▸ ASSIGNMENT
Restate the material verbatim, every line included.

▸ DATA RECORDS

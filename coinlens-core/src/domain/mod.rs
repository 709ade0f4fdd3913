//! Domain types for market snapshots

pub mod record;

pub use record::{MarketRecord, MarketTable, SummaryStat, COLUMN_LABELS, SOURCE_FIELDS};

▸ ANSWER FOR THE TASK
filename coinlens-core/src/domain/mod.rs
repository 709ade0f4fdd3913
//! Domain types for market snapshots

pub mod record;

pub use record::{MarketRecord, MarketTable, SummaryStat, COLUMN_LABELS, SOURCE_FIELDS};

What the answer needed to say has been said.